Now I have to come to learn that little Vaan has something of a cultish devotion which, upon examination, seems to have spung up for a very particular purpose. You see, Vaan is singular amidst Final Fantasy protagonists as being... how do I put this... not particularly good. And that is a pretty vague sentiment which could go in a million directions, but I keep it general rather to highlight just how overwhelmingly 'not good' the man is by every metric. Is he interesting? No. Is his journey engaging and dynamic? No. Does he take charge in the narrative? No. Is his perspective an invaluable perspective to providing a complete story? And this is the tough one because it really is the last bastion that his fanbase rally to... but honestly the answer is still no.
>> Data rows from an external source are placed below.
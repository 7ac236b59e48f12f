//! Request builder shared by item, collection and events requests.
//!
//! # Design
//! A `Request<T, K>` accumulates path, method, query, body fields and
//! per-request options. Every builder method consumes and returns the
//! request, and execution consumes it too, so two requests never share a
//! mutable map. `T` is the entity type the response decodes into; `K` is a
//! marker selecting how the response is interpreted:
//!
//! - [`kind::Item`]: one exchange, one entity (`execute`).
//! - [`kind::Collection`]: lazily paginated sequence (`paginate`).
//! - [`kind::Events`]: sync-token driven change feed (`open`).
//!
//! Options are copied from the client when the request is created.

use std::fmt;
use std::marker::PhantomData;
use std::sync::Arc;

use serde::de::DeserializeOwned;
use serde::Deserialize;
use serde_json::{Map, Value};
use tracing::instrument;

use crate::dispatcher::Dispatcher;
use crate::error::{Error, Result};
use crate::http::{HttpMethod, HttpRequest, HttpResponse};
use crate::options::{render_query_value, Options, API_OPTIONS, QUERY_OPTIONS};
use crate::retry::RetryPolicy;

const USER_AGENT: &str = concat!("taskapi-rust/", env!("CARGO_PKG_VERSION"));

/// Response-interpretation markers.
pub mod kind {
    /// Single entity.
    #[derive(Debug, Clone, Copy)]
    pub struct Item;
    /// Paginated sequence of entities.
    #[derive(Debug, Clone, Copy)]
    pub struct Collection;
    /// Incremental change feed.
    #[derive(Debug, Clone, Copy)]
    pub struct Events;
}

pub type ItemRequest<T> = Request<T, kind::Item>;
pub type CollectionRequest<T> = Request<T, kind::Collection>;
pub type EventsRequest<T> = Request<T, kind::Events>;

pub struct Request<T, K> {
    dispatcher: Arc<dyn Dispatcher>,
    authorization: Option<String>,
    pub(crate) path: String,
    method: HttpMethod,
    pub(crate) query: Map<String, Value>,
    data: Map<String, Value>,
    content: Option<String>,
    pub(crate) options: Options,
    _marker: PhantomData<fn() -> (T, K)>,
}

impl<T, K> Clone for Request<T, K> {
    fn clone(&self) -> Self {
        Self {
            dispatcher: Arc::clone(&self.dispatcher),
            authorization: self.authorization.clone(),
            path: self.path.clone(),
            method: self.method,
            query: self.query.clone(),
            data: self.data.clone(),
            content: self.content.clone(),
            options: self.options.clone(),
            _marker: PhantomData,
        }
    }
}

impl<T, K> fmt::Debug for Request<T, K> {
    fn fmt(&self, f: &mut fmt::Formatter<'_>) -> fmt::Result {
        f.debug_struct("Request")
            .field("method", &self.method)
            .field("path", &self.path)
            .field("query", &self.query)
            .field("data", &self.data)
            .field("content", &self.content.as_ref().map(String::len))
            .field("options", &self.options)
            .finish_non_exhaustive()
    }
}

impl<T, K> Request<T, K> {
    pub(crate) fn new(
        dispatcher: Arc<dyn Dispatcher>,
        authorization: Option<String>,
        options: Options,
        method: HttpMethod,
        path: impl Into<String>,
    ) -> Self {
        Self {
            dispatcher,
            authorization,
            path: path.into(),
            method,
            query: Map::new(),
            data: Map::new(),
            content: None,
            options,
            _marker: PhantomData,
        }
    }

    pub fn path(&self) -> &str {
        &self.path
    }

    pub fn method(&self) -> HttpMethod {
        self.method
    }

    pub fn query(&self) -> &Map<String, Value> {
        &self.query
    }

    pub fn data(&self) -> &Map<String, Value> {
        &self.data
    }

    pub fn options(&self) -> &Options {
        &self.options
    }

    pub fn with_query(mut self, key: impl Into<String>, value: impl Into<Value>) -> Self {
        self.query.insert(key.into(), value.into());
        self
    }

    /// Merge several query parameters; later keys win.
    pub fn with_query_map<I, S, V>(mut self, query: I) -> Self
    where
        I: IntoIterator<Item = (S, V)>,
        S: Into<String>,
        V: Into<Value>,
    {
        self.query
            .extend(query.into_iter().map(|(k, v)| (k.into(), v.into())));
        self
    }

    pub fn with_data(mut self, key: impl Into<String>, value: impl Into<Value>) -> Self {
        self.data.insert(key.into(), value.into());
        self
    }

    /// Merge several body fields; later keys win.
    pub fn with_data_map<I, S, V>(mut self, data: I) -> Self
    where
        I: IntoIterator<Item = (S, V)>,
        S: Into<String>,
        V: Into<Value>,
    {
        self.data
            .extend(data.into_iter().map(|(k, v)| (k.into(), v.into())));
        self
    }

    /// Send `content` as the body verbatim. Takes precedence over any
    /// fields set with `with_data`.
    pub fn with_content(mut self, content: impl Into<String>) -> Self {
        self.content = Some(content.into());
        self
    }

    /// Override one option for this request only.
    pub fn with_option(mut self, key: impl Into<String>, value: impl Into<Value>) -> Self {
        self.options.set(key, value);
        self
    }

    /// Query parameter on GET, body field otherwise.
    pub fn with_param(self, key: impl Into<String>, value: impl Into<Value>) -> Self {
        if self.method == HttpMethod::Get {
            self.with_query(key, value)
        } else {
            self.with_data(key, value)
        }
    }

    pub fn with_fields<I, S>(self, fields: I) -> Self
    where
        I: IntoIterator<Item = S>,
        S: Into<String>,
    {
        let fields: Vec<Value> = fields.into_iter().map(|f| Value::String(f.into())).collect();
        self.with_option("fields", fields)
    }

    pub fn with_expand<I, S>(self, expand: I) -> Self
    where
        I: IntoIterator<Item = S>,
        S: Into<String>,
    {
        let expand: Vec<Value> = expand.into_iter().map(|f| Value::String(f.into())).collect();
        self.with_option("expand", expand)
    }

    pub fn pretty(self) -> Self {
        self.with_option("pretty", true)
    }

    /// Build the transport request from the current state.
    ///
    /// GET requests receive the API options as `opt_<name>` and the query
    /// options verbatim, both read from the request's option map. An explicit
    /// query parameter of the same name replaces the injected one. The query
    /// map is sent for every method.
    pub fn materialize(&self) -> Result<HttpRequest> {
        let mut url = self.url()?;

        let mut pairs: Vec<(String, String)> = Vec::new();
        if self.method == HttpMethod::Get {
            let injected = API_OPTIONS
                .iter()
                .map(|key| (format!("opt_{key}"), *key))
                .chain(QUERY_OPTIONS.iter().map(|key| (key.to_string(), *key)));
            for (name, key) in injected {
                if self.query.contains_key(&name) {
                    continue;
                }
                if let Some(value) = self.options.get(key).and_then(render_query_value) {
                    pairs.push((name, value));
                }
            }
        }
        for (key, value) in &self.query {
            if let Some(value) = render_query_value(value) {
                pairs.push((key.clone(), value));
            }
        }
        if !pairs.is_empty() {
            url.query_pairs_mut().extend_pairs(pairs);
        }

        let mut headers = vec![
            ("content-type".to_string(), "application/json".to_string()),
            ("accept".to_string(), "application/json".to_string()),
            ("user-agent".to_string(), USER_AGENT.to_string()),
        ];
        if let Some(auth) = &self.authorization {
            headers.push(("authorization".to_string(), auth.clone()));
        }

        Ok(HttpRequest {
            method: self.method,
            url: url.into(),
            headers,
            body: self.body()?,
        })
    }

    /// Perform one retried exchange and return the raw response.
    pub async fn execute_raw(&self) -> Result<HttpResponse> {
        let request = self.materialize()?;
        let policy = RetryPolicy::from_options(&self.options)?;
        policy.send(self.dispatcher.as_ref(), &request).await
    }

    fn url(&self) -> Result<url::Url> {
        let base = self.options.base_url()?;
        let path = self.path.trim_start_matches('/');
        let joined = format!("{}/{}", base.as_str().trim_end_matches('/'), path);
        url::Url::parse(&joined).map_err(|e| Error::invalid_option("base_url", e.to_string()))
    }

    fn body(&self) -> Result<String> {
        if let Some(content) = &self.content {
            return Ok(content.clone());
        }
        if self.data.is_empty() {
            return Ok(String::new());
        }
        let mut envelope = Map::new();
        envelope.insert("data".to_string(), Value::Object(self.data.clone()));
        serde_json::to_string(&envelope).map_err(|e| Error::Serialization(e.to_string()))
    }
}

#[derive(Deserialize)]
struct ItemEnvelope<T> {
    data: T,
}

impl<T: DeserializeOwned> Request<T, kind::Item> {
    /// Execute once and decode the envelope's `data` object.
    #[instrument(skip(self), fields(method = %self.method, path = %self.path))]
    pub async fn execute(self) -> Result<T> {
        let response = self.execute_raw().await?;
        check_status(&response)?;
        decode::<ItemEnvelope<T>>(&response.body).map(|envelope| envelope.data)
    }
}

/// Map non-success status codes to `Error::Api`.
pub(crate) fn check_status(response: &HttpResponse) -> Result<()> {
    if response.is_success() {
        return Ok(());
    }
    Err(Error::from_status(response.status, &response.body))
}

pub(crate) fn decode<E: DeserializeOwned>(body: &str) -> Result<E> {
    serde_json::from_str(body).map_err(|e| Error::Decode {
        message: e.to_string(),
        body: body.to_string(),
    })
}
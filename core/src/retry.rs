//! Bounded retry around a single HTTP exchange.

use std::time::Duration;

use tracing::{debug, warn};

use crate::dispatcher::{Dispatcher, TransportFailure};
use crate::error::{is_retryable_status, Error, Result};
use crate::http::{HttpRequest, HttpResponse};
use crate::options::Options;

const INITIAL_BACKOFF: Duration = Duration::from_secs(1);
const MAX_BACKOFF: Duration = Duration::from_secs(30);

/// Attempt budget and backoff curve for one logical HTTP call.
#[derive(Debug, Clone, PartialEq, Eq)]
pub struct RetryPolicy {
    /// Total attempts, including the first. Never zero.
    pub max_attempts: u32,
    pub initial_backoff: Duration,
    pub max_backoff: Duration,
}

impl Default for RetryPolicy {
    fn default() -> Self {
        Self::new(5)
    }
}

impl RetryPolicy {
    pub fn new(max_attempts: u32) -> Self {
        Self {
            max_attempts: max_attempts.max(1),
            initial_backoff: INITIAL_BACKOFF,
            max_backoff: MAX_BACKOFF,
        }
    }

    pub fn from_options(options: &Options) -> Result<Self> {
        Ok(Self::new(options.max_retries()?))
    }

    pub fn with_backoff(mut self, initial: Duration, max: Duration) -> Self {
        self.initial_backoff = initial;
        self.max_backoff = max.max(initial);
        self
    }

    /// Delay after the given failed attempt (1-based): doubling, capped.
    pub fn delay_for_attempt(&self, attempt: u32) -> Duration {
        let factor = 2u32.saturating_pow(attempt.saturating_sub(1));
        self.initial_backoff
            .checked_mul(factor)
            .unwrap_or(self.max_backoff)
            .min(self.max_backoff)
    }

    /// Send `request`, retrying connection failures, 5xx and 429.
    ///
    /// Any other response, whatever its status, is returned as `Ok` for the
    /// caller to interpret.
    pub async fn send(&self, dispatcher: &dyn Dispatcher, request: &HttpRequest) -> Result<HttpResponse> {
        let mut attempt = 0;
        let mut last_delay = Duration::ZERO;

        loop {
            attempt += 1;
            debug!(method = %request.method, url = %request.url, attempt, "dispatching request");

            let failure = match dispatcher.send(request.clone()).await {
                Ok(response) if !is_retryable_status(response.status) => return Ok(response),
                Ok(response) => Failure::Status(response),
                Err(e) => Failure::Transport(e),
            };

            if attempt >= self.max_attempts {
                warn!(url = %request.url, attempt, "retry budget exhausted");
                return Err(failure.into_error(attempt));
            }

            let mut delay = self.delay_for_attempt(attempt);
            if let Some(retry_after) = failure.retry_after() {
                delay = delay.max(retry_after);
            }
            delay = delay.max(last_delay);
            last_delay = delay;

            warn!(
                url = %request.url,
                attempt,
                reason = %failure,
                wait_ms = delay.as_millis() as u64,
                "transient failure, retrying"
            );
            tokio::time::sleep(delay).await;
        }
    }
}

enum Failure {
    Status(HttpResponse),
    Transport(TransportFailure),
}

impl Failure {
    fn retry_after(&self) -> Option<Duration> {
        match self {
            Failure::Status(r) if r.status == 429 => r
                .header("retry-after")
                .and_then(|v| v.trim().parse::<u64>().ok())
                .map(Duration::from_secs),
            _ => None,
        }
    }

    fn into_error(self, attempts: u32) -> Error {
        match self {
            Failure::Status(r) => Error::from_status(r.status, &r.body),
            Failure::Transport(e) => Error::Transport {
                attempts,
                message: e.message,
            },
        }
    }
}

impl std::fmt::Display for Failure {
    fn fmt(&self, f: &mut std::fmt::Formatter<'_>) -> std::fmt::Result {
        match self {
            Failure::Status(r) => write!(f, "HTTP {}", r.status),
            Failure::Transport(e) => write!(f, "{e}"),
        }
    }
}

#[cfg(test)]
mod tests {
    use super::*;
    use crate::http::HttpMethod;
    use async_trait::async_trait;
    use std::sync::Mutex;

    struct Sequence(Mutex<Vec<std::result::Result<HttpResponse, TransportFailure>>>);

    #[async_trait]
    impl Dispatcher for Sequence {
        async fn send(&self, _request: HttpRequest) -> std::result::Result<HttpResponse, TransportFailure> {
            self.0.lock().unwrap().remove(0)
        }
    }

    fn get() -> HttpRequest {
        HttpRequest {
            method: HttpMethod::Get,
            url: "http://localhost/tasks".to_string(),
            headers: Vec::new(),
            body: String::new(),
        }
    }

    #[test]
    fn backoff_doubles_and_caps() {
        let policy = RetryPolicy::default();
        assert_eq!(policy.delay_for_attempt(1), Duration::from_secs(1));
        assert_eq!(policy.delay_for_attempt(2), Duration::from_secs(2));
        assert_eq!(policy.delay_for_attempt(3), Duration::from_secs(4));
        assert_eq!(policy.delay_for_attempt(6), Duration::from_secs(30));
        assert_eq!(policy.delay_for_attempt(40), Duration::from_secs(30));
    }

    #[test]
    fn zero_budget_still_makes_one_attempt() {
        assert_eq!(RetryPolicy::new(0).max_attempts, 1);
    }

    #[tokio::test(start_paused = true)]
    async fn client_errors_are_returned_without_retry() {
        let dispatcher = Sequence(Mutex::new(vec![Ok(HttpResponse::new(404, "")), Ok(HttpResponse::new(200, ""))]));
        let response = RetryPolicy::new(3).send(&dispatcher, &get()).await.unwrap();
        assert_eq!(response.status, 404);
        assert_eq!(dispatcher.0.lock().unwrap().len(), 1);
    }

    #[tokio::test(start_paused = true)]
    async fn retry_after_extends_the_wait() {
        let dispatcher = Sequence(Mutex::new(vec![
            Ok(HttpResponse::new(429, "").with_header("Retry-After", "10")),
            Ok(HttpResponse::new(200, "{}")),
        ]));
        let started = tokio::time::Instant::now();
        let response = RetryPolicy::new(2).send(&dispatcher, &get()).await.unwrap();
        assert_eq!(response.status, 200);
        assert!(started.elapsed() >= Duration::from_secs(10));
    }

    #[tokio::test(start_paused = true)]
    async fn exhausted_transport_failures_report_attempts() {
        let dispatcher = Sequence(Mutex::new(vec![
            Err(TransportFailure::new("connection refused")),
            Err(TransportFailure::new("connection refused")),
        ]));
        let err = RetryPolicy::new(2).send(&dispatcher, &get()).await.unwrap_err();
        assert!(matches!(err, Error::Transport { attempts: 2, .. }));
    }
}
Vaan is laughably redundant in every aspect- so why do so many insist otherwise?

There has been at least one complete essay written in his staunch defence and when you actually take to the word of the argument it becomes pretty clear why. The sentiments are wavy but follow a similar vein- 'Vaan is the audience perspective', (despite that clearly being Ashe) 'Vaan represents the common man in a story about powers which dehumanise the human cost.' (only he offers no presence or perspective in key moments concerning such costs, nor does he seem all that impassioned about the plight of 'the people' in general.) And finally the 'Well why does Square keep putting him up as the face of the good characters every crossover fighting game if he's so bland?' (Precisely because he's bland. There's no ambiguity to him. No depth, no contradiction. He's just along for the ride and will hop aboard anything short of genocide.) So what's the heart behind his impassioned defence? It's actually pretty simple. It's the underdog effect.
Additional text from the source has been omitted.